Yes. Amazon product prices are visible in search results and on product detail pages, and Clura extracts them as part of the standard product data export. For ongoing daily price tracking — Buy Box monitoring, repricing alerts — see the Amazon price scraper guide.

Can I scrape Amazon reviews?

Yes, from individual product review pages. Navigate to a product's review page, open Clura, and it will detect the repeating review card structure — reviewer name, rating, date, and review text. Paginate through multiple pages and combine the exports for large review sets.

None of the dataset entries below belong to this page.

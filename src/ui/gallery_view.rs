// SPDX-License-Identifier: MPL-2.0
//! Thumbnail grid for the scraped result set.
//!
//! Entries render in the order the scraping service returned them. Cells
//! show a spinner while the thumbnail bytes are in flight, the decoded
//! image once ready, and a short notice when decoding failed. Every cell
//! carries a download strip regardless of thumbnail state.

use crate::gallery::{Gallery, Thumbnail};
use crate::i18n::fluent::I18n;
use crate::ui::design_tokens::{palette, sizing, spacing, typography};
use crate::ui::styles;
use crate::ui::widgets::AnimatedSpinner;
use iced::widget::{button, image, text, Column, Container, Row, Text};
use iced::{
    alignment::{Horizontal, Vertical},
    Element, Length, Theme,
};

/// Contextual data needed to render the gallery grid.
pub struct ViewContext<'a> {
    pub i18n: &'a I18n,
    pub gallery: &'a Gallery,
    /// Whether a fetch is currently in flight.
    pub loading: bool,
    /// Spinner rotation shared by all loading indicators.
    pub spinner_rotation: f32,
}

/// Messages emitted by the gallery grid.
#[derive(Debug, Clone)]
pub enum Message {
    /// Download was requested for the entry at this index.
    DownloadPressed(usize),
}

/// Render the result section: loading indicator, empty hint, or the grid.
pub fn view<'a>(ctx: ViewContext<'a>) -> Element<'a, Message> {
    if ctx.loading && ctx.gallery.is_empty() {
        return loading_indicator(&ctx);
    }

    if ctx.gallery.is_empty() {
        return Container::new(
            Text::new(ctx.i18n.tr("empty-state-hint"))
                .size(typography::BODY)
                .style(|theme: &Theme| text::Style {
                    color: Some(theme.extended_palette().background.weak.text),
                }),
        )
        .width(Length::Fill)
        .padding(spacing::LG)
        .align_x(Horizontal::Center)
        .into();
    }

    let heading = Text::new(ctx.i18n.tr("gallery-download-heading")).size(typography::TITLE_SM);

    let mut grid = Column::new().spacing(spacing::SM).width(Length::Fill);
    let mut row = Row::new().spacing(spacing::SM).width(Length::Fill);
    let mut in_row = 0;

    for (index, entry) in ctx.gallery.entries().enumerate() {
        row = row.push(cell(&ctx, index, entry.thumbnail()));
        in_row += 1;
        if in_row == sizing::GRID_COLUMNS {
            grid = grid.push(row);
            row = Row::new().spacing(spacing::SM).width(Length::Fill);
            in_row = 0;
        }
    }
    if in_row > 0 {
        grid = grid.push(row);
    }

    let mut section = Column::new()
        .spacing(spacing::MD)
        .width(Length::Fill)
        .push(heading);

    if ctx.loading {
        // A refetch over existing results keeps the old set visible.
        section = section.push(loading_indicator(&ctx));
    }

    section.push(grid).into()
}

/// Centered spinner with the loading caption.
fn loading_indicator<'a>(ctx: &ViewContext<'a>) -> Element<'a, Message> {
    let spinner = AnimatedSpinner::new(palette::PRIMARY_500, ctx.spinner_rotation)
        .size(sizing::ICON_XL)
        .into_element();

    let caption = Text::new(ctx.i18n.tr("loading-images")).size(typography::BODY);

    Container::new(
        Column::new()
            .spacing(spacing::XS)
            .align_x(Horizontal::Center)
            .push(spinner)
            .push(caption),
    )
    .width(Length::Fill)
    .padding(spacing::MD)
    .align_x(Horizontal::Center)
    .into()
}

/// One grid cell: thumbnail surface plus its download strip.
fn cell<'a>(ctx: &ViewContext<'a>, index: usize, thumbnail: &'a Thumbnail) -> Element<'a, Message> {
    let surface: Element<'a, Message> = match thumbnail {
        Thumbnail::Loading => Container::new(
            AnimatedSpinner::new(palette::PRIMARY_400, ctx.spinner_rotation)
                .size(sizing::ICON_MD)
                .into_element(),
        )
        .width(Length::Fill)
        .height(Length::Fixed(sizing::THUMBNAIL_HEIGHT))
        .align_x(Horizontal::Center)
        .align_y(Vertical::Center)
        .into(),
        Thumbnail::Ready { handle, .. } => image(handle.clone())
            .width(Length::Fill)
            .height(Length::Fixed(sizing::THUMBNAIL_HEIGHT))
            .content_fit(iced::ContentFit::Cover)
            .into(),
        Thumbnail::Failed => Container::new(
            Text::new(ctx.i18n.tr("thumbnail-failed"))
                .size(typography::CAPTION)
                .style(|_theme: &Theme| text::Style {
                    color: Some(palette::ERROR_500),
                }),
        )
        .width(Length::Fill)
        .height(Length::Fixed(sizing::THUMBNAIL_HEIGHT))
        .align_x(Horizontal::Center)
        .align_y(Vertical::Center)
        .into(),
    };

    let download_strip = button(
        Text::new(ctx.i18n.tr("download-button"))
            .size(typography::CAPTION)
            .width(Length::Fill)
            .align_x(Horizontal::Center),
    )
    .on_press(Message::DownloadPressed(index))
    .width(Length::Fill)
    .padding(spacing::XXS)
    .style(styles::button::download);

    Container::new(Column::new().push(surface).push(download_strip))
        .width(Length::FillPortion(1))
        .style(styles::container::thumbnail_cell)
        .clip(true)
        .into()
}

#[cfg(test)]
mod tests {
    use super::*;

    #[test]
    fn empty_gallery_renders_hint() {
        let i18n = I18n::default();
        let gallery = Gallery::default();
        let _element = view(ViewContext {
            i18n: &i18n,
            gallery: &gallery,
            loading: false,
            spinner_rotation: 0.0,
        });
    }

    #[test]
    fn loading_gallery_renders_spinner() {
        let i18n = I18n::default();
        let gallery = Gallery::default();
        let _element = view(ViewContext {
            i18n: &i18n,
            gallery: &gallery,
            loading: true,
            spinner_rotation: 1.2,
        });
    }

    #[test]
    fn populated_gallery_renders_grid() {
        let i18n = I18n::default();
        let mut gallery = Gallery::default();
        gallery.apply_results(vec![
            "https://example.com/a.png".to_string(),
            "https://example.com/b.png".to_string(),
            "https://example.com/c.png".to_string(),
            "https://example.com/d.png".to_string(),
        ]);
        let _element = view(ViewContext {
            i18n: &i18n,
            gallery: &gallery,
            loading: false,
            spinner_rotation: 0.0,
        });
    }
}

How many products can I scrape from Amazon at once?

A standard Amazon search results page shows up to 24–60 results. With pagination, a single keyword can return 400+ results across multiple pages. Clura handles pagination automatically.

Conclusion

Amazon scraping isn't a coding problem anymore. If you can open a page, you can extract the data.

Every Python tutorial adds proxies, CAPTCHAs, and rotating user agents before you see a single row. A Chrome extension skips all of that — your browser already handles rendering, authentication, and session management.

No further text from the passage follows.